Acordam no Supremo Tribunal de Justiça I AA intentou, no dia 9 de Outubro de 1995, contra BB, CC, DD, EE, FF, GG, HH, II, JJ e KK, acção declarativa constitutiva, com processo ordinário, pedindo a declaração da nulidade ou a revogação de identificada procuração, a declaração da nulidade do subsequente contrato de compra e venda, ordenado o cancelamento do registo de aquisição a favor dos réus e a sua condenação a indemnizá-lo por litigância de má fé.

Fundamentou a sua pretensão na circunstância de a ré BB lhe haver vendido a nua propriedade da fracção predial "H" do prédio sito na Calçada da ......, nº ..., Lisboa e, depois, disso, a haver vendido aos réus, e de a vendedora, por virtude de anomalia psíquica, não haver compreendido o sentido da procuração irrevogável que emitiu para o efeito.

Em contestação, BB impugnou os factos articulados pelo autor e, em reconvenção, pediu a anulação do contrato de compra e venda celebrado com aquele, sob o fundamento da exploração do seu estado de necessidade e de dependência por LL.

Os outros réus, por seu turno, impugnaram os factos articulados pelo autor, arguíram a ilegitimidade deste relativamente ao pedido de declaração de nulidade da procuração e a ilegitimidade dos réus KK, MM, FF e de NN O autor, na réplica, pronunciou-se no sentido da sua legitimidade ad causam e impugnou os factos articulados pela ré BB na reconvenção.

No despacho saneador, foi a excepção de ilegitimidade do autor julgada improcedente e a excepção da ilegitimidade de KK de MM, de FF e de NN julgada procedente, pelo que foram absolvidos da instância.

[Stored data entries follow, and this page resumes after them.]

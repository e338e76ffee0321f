use std::collections::{HashMap, HashSet, VecDeque};

use thiserror::Error;

use super::model::{TaskId, Workflow};

/// Structural problems found in a workflow graph. A workflow with any of
/// these is rejected outright; there is no partial acceptance.
#[derive(Debug, Clone, PartialEq, Eq, Error)]
pub enum ValidationError {
    #[error("workflow has no source task (every task declares dependencies)")]
    NoSourceTask,

    #[error("task '{task}' depends on unknown task '{dependency}'")]
    DanglingDependency { task: TaskId, dependency: TaskId },

    #[error("task '{task}' is unreachable from any source task")]
    UnreachableTask { task: TaskId },

    #[error("dependency cycle detected at task '{task}'")]
    CycleDetected { task: TaskId },
}

#[derive(Debug, Clone, Copy, PartialEq, Eq)]
enum Color {
    White,
    Grey,
    Black,
}

/// Validate a workflow's structure. All errors are collected rather than
/// short-circuited, so the caller sees the full problem set in one pass.
///
/// Checks, in order: at least one source task; every dependency resolves
/// within the workflow; every task is reachable from some source (skipped
/// when there is no source to start from); no dependency cycles. Cycle
/// detection runs regardless of reachability, since a cycle can sit
/// entirely inside an unreachable subgraph.
pub fn validate(workflow: &Workflow) -> Result<(), Vec<ValidationError>> {
    let mut errors = Vec::new();

    let ids: HashSet<&TaskId> = workflow.tasks().iter().map(|t| &t.id).collect();
    let sources: Vec<&TaskId> = workflow.source_ids().collect();
    if sources.is_empty() {
        errors.push(ValidationError::NoSourceTask);
    }

    for task in workflow.tasks() {
        for dep in &task.dependencies {
            if !ids.contains(dep) {
                errors.push(ValidationError::DanglingDependency {
                    task: task.id.clone(),
                    dependency: dep.clone(),
                });
            }
        }
    }

    // Forward adjacency (dependency -> dependents); dangling references
    // are already reported above and are skipped here.
    let mut dependents: HashMap<&TaskId, Vec<&TaskId>> = HashMap::new();
    for task in workflow.tasks() {
        for dep in &task.dependencies {
            if ids.contains(dep) {
                dependents.entry(dep).or_default().push(&task.id);
            }
        }
    }

    // Reachability assumes at least one source to traverse from.
    if !sources.is_empty() {
        let mut visited: HashSet<&TaskId> = sources.iter().copied().collect();
        let mut queue: VecDeque<&TaskId> = sources.iter().copied().collect();
        while let Some(id) = queue.pop_front() {
            for &next in dependents.get(id).into_iter().flatten() {
                if visited.insert(next) {
                    queue.push_back(next);
                }
            }
        }
        for task in workflow.tasks() {
            if !visited.contains(&task.id) {
                errors.push(ValidationError::UnreachableTask {
                    task: task.id.clone(),
                });
            }
        }
    }

    // Three-color depth-first search over forward edges; re-entering a
    // grey node names the task where the cycle was detected.
    let mut color: HashMap<&TaskId, Color> = ids.iter().map(|&id| (id, Color::White)).collect();
    for task in workflow.tasks() {
        if color[&task.id] == Color::White {
            visit(&task.id, &dependents, &mut color, &mut errors);
        }
    }

    if errors.is_empty() {
        Ok(())
    } else {
        Err(errors)
    }
}

enum Frame<'a> {
    Enter(&'a TaskId),
    Exit(&'a TaskId),
}

fn visit<'a>(
    root: &'a TaskId,
    dependents: &HashMap<&'a TaskId, Vec<&'a TaskId>>,
    color: &mut HashMap<&'a TaskId, Color>,
    errors: &mut Vec<ValidationError>,
) {
    // Explicit stack; dependency chains can be arbitrarily deep, so the
    // traversal must not recurse once per task. The grey set is exactly
    // the path of nodes entered but not yet exited.
    let mut stack = vec![Frame::Enter(root)];
    while let Some(frame) = stack.pop() {
        match frame {
            Frame::Enter(id) => {
                // A node queued twice via different parents may already
                // have been visited by the time it is popped
                if color[id] != Color::White {
                    continue;
                }
                color.insert(id, Color::Grey);
                stack.push(Frame::Exit(id));
                for &next in dependents.get(id).into_iter().flatten() {
                    match color[next] {
                        Color::White => stack.push(Frame::Enter(next)),
                        Color::Grey => {
                            errors.push(ValidationError::CycleDetected { task: next.clone() })
                        }
                        Color::Black => {}
                    }
                }
            }
            Frame::Exit(id) => {
                color.insert(id, Color::Black);
            }
        }
    }
}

Falecida a ré BB, foram declarados habilitados para o prosseguimento dos termos da demanda, PP, QQ, RR e SS.

Falecido o réu DD, foram declarados habilitados em sua substituição os réus CC, EE, GG, HH e JJ, e, na sequência do falecimento de PP, foi habilitado em sua substituição TT.

Realizado o julgamento, foi proferida sentença no dia 31 de Março de 2006, por via da qual foi declarada a nulidade do contrato de compra e venda celebrado entre a ré BB, representada por DD, e os réus DD, GG e II e ordenado o cancelamento do respectivo registo predial de aquisição.

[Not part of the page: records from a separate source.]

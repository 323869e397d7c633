use std::marker::PhantomData;

use ahash::AHashMap;
use serde::{
    de::{self, Visitor},
    ser::{Error as _, Serialize, SerializeTuple, Serializer},
    Deserialize,
};

use super::{Graph, Node};
use crate::point::Point3;

// A graph serializes as a (nodes, edges) tuple. Nodes carry their position,
// passability and payload; edges refer to their endpoints by index into the
// node list and carry weight and passability. Cached edge lengths are
// transient and recomputed on demand after deserialization.

impl<S> Serialize for Graph<S>
where
    S: Serialize,
{
    fn serialize<Ser>(&self, serializer: Ser) -> Result<Ser::Ok, Ser::Error>
    where
        Ser: Serializer,
    {
        let mut index = AHashMap::with_capacity(self.node_count());
        let mut nodes = Vec::with_capacity(self.node_count());
        for (i, node) in self.nodes().iter().enumerate() {
            index.insert(node.id(), i);
            nodes.push((node.position(), node.passable(), node.payload()));
        }

        let mut edges = Vec::with_capacity(self.edge_count());
        for edge in self.edges() {
            let source = *index
                .get(&edge.source().id())
                .ok_or_else(|| Ser::Error::custom("edge source is not a member of the graph"))?;
            let target = *index
                .get(&edge.target().id())
                .ok_or_else(|| Ser::Error::custom("edge target is not a member of the graph"))?;
            edges.push((source, target, edge.weight(), edge.passable()));
        }

        let mut tuple = serializer.serialize_tuple(2)?;
        tuple.serialize_element(&nodes)?;
        tuple.serialize_element(&edges)?;
        tuple.end()
    }
}

impl<'de, S> Deserialize<'de> for Graph<S>
where
    S: Deserialize<'de>,
{
    fn deserialize<D>(deserializer: D) -> Result<Self, D::Error>
    where
        D: de::Deserializer<'de>,
    {
        struct GraphVisitor<S> {
            _phantom: PhantomData<S>,
        }

        impl<'de, S> Visitor<'de> for GraphVisitor<S>
        where
            S: Deserialize<'de>,
        {
            type Value = Graph<S>;

            fn expecting(&self, formatter: &mut std::fmt::Formatter) -> std::fmt::Result {
                formatter.write_str("node and edge lists")
            }

            fn visit_seq<A>(self, mut seq: A) -> Result<Self::Value, A::Error>
            where
                A: de::SeqAccess<'de>,
            {
                let nodes: Vec<(Point3, bool, S)> = seq.next_element()?.unwrap_or_default();
                let edges: Vec<(usize, usize, f64, bool)> = seq.next_element()?.unwrap_or_default();

                let mut g = Graph::new();

                for (position, passable, payload) in nodes {
                    let node = Node::new(position, payload);
                    node.set_passable(passable);
                    g.add_node(&node);
                }

                for (source, target, weight, passable) in edges {
                    let u = g.nodes().get(source).cloned().ok_or_else(|| {
                        de::Error::custom(format!("edge references missing node {}", source))
                    })?;
                    let v = g.nodes().get(target).cloned().ok_or_else(|| {
                        de::Error::custom(format!("edge references missing node {}", target))
                    })?;
                    let edge = g.connect(&u, &v, weight).map_err(de::Error::custom)?;
                    edge.set_passable(passable);
                }

                Ok(g)
            }
        }

        deserializer.deserialize_seq(GraphVisitor { _phantom: PhantomData })
    }
}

Apelaram os réus, e a Relação, por acórdão proferido no dia 13 de Fevereiro de 2007, por maioria, negou provimento ao recurso, essencialmente com base na natureza declarativa do registo predial, na presunção ilidível dele resultante e na circunstância de os recorrentes haverem fundado a sua pretensão no contrato de compra e venda e não na referida presunção, acrescentando dever a questão dever ser decidida segundo as regras da nulidade dos negócios jurídicos e da compra e venda.

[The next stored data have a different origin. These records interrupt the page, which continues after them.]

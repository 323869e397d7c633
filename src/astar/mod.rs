//! Best-first shortest-path search over a 3D-embedded graph.
//!
//! The [`Astar`] engine finds the minimum-cost path between two nodes,
//! where an edge's cost is its weight times its Euclidean length. A
//! *balance* in `[0, 1]` interpolates the frontier ordering between pure
//! greedy best-first (0, heuristic only), classical A* (0.5) and pure
//! Dijkstra (1, cost only); the heuristic itself is pluggable through
//! [`Heuristic`].
//!
//! A search either runs in one shot with [`Astar::search_path`] or is
//! driven one expansion at a time with [`Astar::initialize`] and
//! [`Astar::next_step`], inspecting the frontier between steps.
//!
//! # Examples
//!
//! ```
//! use waygraph::astar::Astar;
//! use waygraph::graph::{Graph, Node};
//! use waygraph::point::Point3;
//!
//! let a = Node::new(Point3::new(0.0, 0.0, 0.0), ());
//! let b = Node::new(Point3::new(1.0, 0.0, 0.0), ());
//! let c = Node::new(Point3::new(2.0, 0.0, 0.0), ());
//!
//! let mut g = Graph::new();
//! for node in [&a, &b, &c] {
//!     g.add_node(node);
//! }
//! g.connect(&a, &b, 1.0).unwrap();
//! g.connect(&b, &c, 1.0).unwrap();
//!
//! let mut search = Astar::new();
//!
//! assert!(search.search_path(&a, &c));
//!
//! let (hops, cost) = search.path_info().unwrap().unwrap();
//!
//! assert_eq!(hops, 2);
//! assert_eq!(cost, 2.0);
//! ```

mod track;

use std::{
    cmp::{Ordering, Reverse},
    collections::BinaryHeap,
    rc::Rc,
};

use ahash::AHashMap;
use ordered_float::OrderedFloat;

use crate::error::Error;
use crate::graph::{Edge, Node};
use crate::point::Point3;

use track::Track;

//==== Heuristic ==============================================================

/// A boxed estimate of the remaining cost from a node to the target.
pub type HeuristicFn<S> = Box<dyn Fn(&Node<S>, &Node<S>) -> f64>;

/// The estimate that orders the frontier together with the accumulated
/// cost. Estimates must be non-negative; for the search to be exact at a
/// given balance, the scaled estimate must never overshoot the true
/// remaining cost along any path (with balance 1 the estimate is ignored
/// and the search is plain Dijkstra).
pub enum Heuristic<S = ()> {
    /// Straight-line distance. The default.
    Euclidean,
    /// Sum of per-axis coordinate deltas.
    Manhattan,
    /// Largest per-axis coordinate delta.
    Chebyshev,
    /// A user-supplied estimate.
    Custom(HeuristicFn<S>),
}

impl<S> Heuristic<S> {
    pub fn estimate(&self, node: &Node<S>, target: &Node<S>) -> f64 {
        match self {
            Heuristic::Euclidean => Node::euclidean_distance(node, target),
            Heuristic::Manhattan => Node::manhattan_distance(node, target),
            Heuristic::Chebyshev => Node::chebyshev_distance(node, target),
            Heuristic::Custom(estimate) => estimate(node, target),
        }
    }
}

impl<S> Default for Heuristic<S> {
    fn default() -> Self {
        Heuristic::Euclidean
    }
}

//==== Open set entry =========================================================

// Heap entries are ordered by evaluation, then by insertion sequence so
// that ties pop in insertion order. Entries are never updated in place:
// when a better track to the same node is queued, the map of live tracks
// moves on and the superseded entry is skipped when it surfaces.
struct OpenEntry<S> {
    eval: OrderedFloat<f64>,
    seq: u64,
    track: Rc<Track<S>>,
}

impl<S> PartialEq for OpenEntry<S> {
    fn eq(&self, other: &Self) -> bool {
        self.eval == other.eval && self.seq == other.seq
    }
}

impl<S> Eq for OpenEntry<S> {}

impl<S> PartialOrd for OpenEntry<S> {
    fn partial_cmp(&self, other: &Self) -> Option<Ordering> {
        Some(self.cmp(other))
    }
}

impl<S> Ord for OpenEntry<S> {
    fn cmp(&self, other: &Self) -> Ordering {
        self.eval.cmp(&other.eval).then(self.seq.cmp(&other.seq))
    }
}

//==== Astar ==================================================================

/// The search engine.
///
/// An engine is configured once (heuristic and balance) and reused across
/// any number of searches; [`Astar::initialize`] resets all per-search
/// state. The engine operates on node handles directly; callers must not
/// mutate the surrounding graph while a search is in progress.
///
/// The frontier ("open set") is a binary heap keyed by evaluation with
/// lazy invalidation, paired with identity-keyed maps of the best known
/// track per node for the open and closed sets, so one expansion is
/// logarithmic in the frontier size.
pub struct Astar<S = ()> {
    heuristic: Heuristic<S>,
    balance: f64,
    target: Option<Node<S>>,
    open: BinaryHeap<Reverse<OpenEntry<S>>>,
    open_best: AHashMap<usize, Rc<Track<S>>>,
    closed: AHashMap<usize, Rc<Track<S>>>,
    leaf: Option<Rc<Track<S>>>,
    steps: Option<usize>,
    seq: u64,
}

impl<S> Astar<S> {
    /// A new engine with the Euclidean heuristic and balance 0.5.
    pub fn new() -> Self {
        Astar {
            heuristic: Heuristic::Euclidean,
            balance: 0.5,
            target: None,
            open: BinaryHeap::new(),
            open_best: AHashMap::new(),
            closed: AHashMap::new(),
            leaf: None,
            steps: None,
            seq: 0,
        }
    }

    pub fn heuristic(&self) -> &Heuristic<S> {
        &self.heuristic
    }

    pub fn set_heuristic(&mut self, heuristic: Heuristic<S>) {
        self.heuristic = heuristic;
    }

    pub fn balance(&self) -> f64 {
        self.balance
    }

    /// Set the Dijkstra/heuristic balance: 0 orders the frontier by the
    /// heuristic alone, 1 by accumulated cost alone, 0.5 is classical A*.
    ///
    /// # Examples
    ///
    /// ```
    /// use waygraph::astar::Astar;
    ///
    /// let mut search = Astar::<()>::new();
    ///
    /// assert!(search.set_balance(1.0).is_ok());
    /// assert!(search.set_balance(1.5).is_err());
    /// ```
    pub fn set_balance(&mut self, balance: f64) -> Result<(), Error> {
        if !(0.0..=1.0).contains(&balance) {
            return Err(Error::BalanceOutOfRange(balance));
        }
        self.balance = balance;
        Ok(())
    }

    //==== Search =============================================================

    /// Run a whole search from `start` to `end` and report whether a path
    /// was found. Equivalent to [`Astar::initialize`] followed by
    /// [`Astar::next_step`] until exhaustion.
    pub fn search_path(&mut self, start: &Node<S>, end: &Node<S>) -> bool {
        self.initialize(start, end);
        while let Ok(true) = self.next_step() {}
        self.path_found()
    }

    /// Reset all per-search state and seed the frontier with the zero-cost
    /// track at `start`, targeting `end`.
    pub fn initialize(&mut self, start: &Node<S>, end: &Node<S>) {
        self.open.clear();
        self.open_best.clear();
        self.closed.clear();
        self.leaf = None;
        self.seq = 0;
        self.steps = Some(0);
        self.target = Some(end.clone());
        let track = Rc::new(Track::start(start));
        let eval = self.evaluation(&track, end);
        self.push_open(eval, track);
    }

    /// Advance the search by one expansion.
    ///
    /// Pops the frontier track with the lowest evaluation. If it ends at
    /// the target the search is over and the winning track is retained;
    /// otherwise each passable outgoing edge to a passable node yields a
    /// successor track, kept only when neither the open nor the closed set
    /// already reaches the same node at most as expensively (a superseded
    /// entry is evicted, reopening the node if it was closed).
    ///
    /// Returns false when the frontier is exhausted: immediately after the
    /// winning expansion, or when no path exists. Fails with
    /// [`Error::NotInitialized`] before [`Astar::initialize`].
    pub fn next_step(&mut self) -> Result<bool, Error> {
        let steps = self.steps.ok_or(Error::NotInitialized)?;
        let target = match &self.target {
            Some(target) => target.clone(),
            None => return Err(Error::NotInitialized),
        };

        let current = loop {
            let entry = match self.open.pop() {
                Some(Reverse(entry)) => entry,
                None => return Ok(false),
            };
            let id = entry.track.end().id();
            let live = matches!(
                self.open_best.get(&id),
                Some(best) if Rc::ptr_eq(best, &entry.track)
            );
            if live {
                self.open_best.remove(&id);
                break entry.track;
            }
        };

        self.steps = Some(steps + 1);

        if Node::same_identity(current.end(), &target) {
            self.leaf = Some(current);
            self.open.clear();
            self.open_best.clear();
            return Ok(true);
        }

        for edge in current.end().iter_out() {
            if !edge.passable() || !edge.target().passable() {
                continue;
            }
            let successor = Rc::new(Track::extend(&current, &edge));
            let id = successor.end().id();
            if let Some(expanded) = self.closed.get(&id) {
                if expanded.cost() <= successor.cost() {
                    continue;
                }
            }
            if let Some(queued) = self.open_best.get(&id) {
                if queued.cost() <= successor.cost() {
                    continue;
                }
            }
            self.closed.remove(&id);
            let eval = self.evaluation(&successor, &target);
            self.push_open(eval, successor);
        }

        self.closed.insert(current.end().id(), current);
        Ok(!self.open_best.is_empty())
    }

    //==== State ==============================================================

    pub fn initialized(&self) -> bool {
        self.steps.is_some()
    }

    /// True once at least one expansion has run.
    pub fn search_started(&self) -> bool {
        self.steps.map_or(false, |steps| steps > 0)
    }

    /// True when a started search has exhausted its frontier, successfully
    /// or not.
    pub fn search_ended(&self) -> bool {
        self.search_started() && self.open_best.is_empty()
    }

    pub fn path_found(&self) -> bool {
        self.leaf.is_some()
    }

    /// Expansions run so far; `None` before [`Astar::initialize`].
    pub fn step_count(&self) -> Option<usize> {
        self.steps
    }

    pub fn open_len(&self) -> usize {
        self.open_best.len()
    }

    pub fn closed_len(&self) -> usize {
        self.closed.len()
    }

    //==== Results ============================================================

    /// The found path as a node sequence from start to target. `None` when
    /// the search ended without a path; fails while the search has not
    /// ended.
    pub fn path_nodes(&self) -> Result<Option<Vec<Node<S>>>, Error> {
        self.require_ended()?;
        Ok(self.leaf.as_ref().map(|leaf| leaf.nodes()))
    }

    /// The found path as an edge sequence.
    pub fn path_edges(&self) -> Result<Option<Vec<Edge<S>>>, Error> {
        self.require_ended()?;
        Ok(self.leaf.as_ref().map(|leaf| leaf.edges()))
    }

    /// The found path as a coordinate sequence.
    pub fn path_points(&self) -> Result<Option<Vec<Point3>>, Error> {
        self.require_ended()?;
        Ok(self.leaf.as_ref().map(|leaf| leaf.points()))
    }

    /// Edge count and total cost of the found path.
    pub fn path_info(&self) -> Result<Option<(usize, f64)>, Error> {
        self.require_ended()?;
        Ok(self
            .leaf
            .as_ref()
            .map(|leaf| (leaf.edges_from_start(), leaf.cost())))
    }

    //==== Inspection =========================================================

    /// The live frontier as node chains, ordered by evaluation then
    /// insertion. Intended for debugging and stepwise visualization.
    pub fn open_tracks(&self) -> Vec<Vec<Node<S>>> {
        let mut entries: Vec<&OpenEntry<S>> = self
            .open
            .iter()
            .map(|Reverse(entry)| entry)
            .filter(|entry| {
                matches!(
                    self.open_best.get(&entry.track.end().id()),
                    Some(best) if Rc::ptr_eq(best, &entry.track)
                )
            })
            .collect();
        entries.sort_by(|a, b| a.eval.cmp(&b.eval).then(a.seq.cmp(&b.seq)));
        entries.iter().map(|entry| entry.track.nodes()).collect()
    }

    /// The expanded tracks as node chains, ordered by cost, then chain
    /// length, then end position.
    pub fn closed_tracks(&self) -> Vec<Vec<Node<S>>> {
        let mut tracks: Vec<&Rc<Track<S>>> = self.closed.values().collect();
        tracks.sort_by_key(|track| {
            let p = track.end().position();
            (
                OrderedFloat(track.cost()),
                track.edges_from_start(),
                OrderedFloat(p.x),
                OrderedFloat(p.y),
                OrderedFloat(p.z),
            )
        });
        tracks.iter().map(|track| track.nodes()).collect()
    }

    //==== Private Methods ====================================================

    fn evaluation(&self, track: &Track<S>, target: &Node<S>) -> f64 {
        self.balance * track.cost()
            + (1.0 - self.balance) * self.heuristic.estimate(track.end(), target)
    }

    fn push_open(&mut self, eval: f64, track: Rc<Track<S>>) {
        self.open_best.insert(track.end().id(), Rc::clone(&track));
        self.open.push(Reverse(OpenEntry {
            eval: OrderedFloat(eval),
            seq: self.seq,
            track,
        }));
        self.seq += 1;
    }

    fn require_ended(&self) -> Result<(), Error> {
        if !self.initialized() {
            return Err(Error::NotInitialized);
        }
        if !self.search_ended() {
            return Err(Error::SearchNotEnded);
        }
        Ok(())
    }
}

impl<S> Default for Astar<S> {
    fn default() -> Self {
        Astar::new()
    }
}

Interpuseram os apelantes recurso de revista, formulando, em síntese, as seguintes conclusões de alegação: - a questão a dirimir não depende apenas da apreciação e decisão em termos substanciais e civilísticos estritos, mas também das regras e normas de registo predial aplicáveis; - aquando do contrato que celebraram, os recorrentes, compradores, ignoravam a alienação a favor do recorrido; - face ao disposto no artigo 5º, nº 1, do Código do Registo Predial, a venda da nua propriedade ao recorrido é ineficaz em relação aos recorrentes por a sua aquisição ter sido levada ao registo antes do contrato de compra e venda que celebraram e não implicar a nulidade deste; - não há venda de bens alheios por a vendedora, titular da propriedade da fracção predial inscrita no registo estar legitimada para realizar a segunda venda; - o registo que efectuaram é aquisitivo ou tabular, pelo que beneficiam do seu efeito substantivo, que não pode ser prejudicado; - são terceiros registais e gozam da presunção do registo consagrada nos artigos e 17º nº 2, do Código do Registo Predial; - é inaplicável o artigo 291º do Código Civil por este se restringir à hipótese de o terceiro de boa fé não ter agido com base no registo anterior a favor do transmitente, ou seja, às aquisições nulas ou anuláveis em que o subadquirente não é um verdadeiro terceiro registal; - o acórdão recorrido violou os artigos 291º, nºs 1 e 2 e 892º do Código Civil e 5º a 7º, 17º, nº 2 e 122º do Código de Registo Predial, pelo que deve ser revogado.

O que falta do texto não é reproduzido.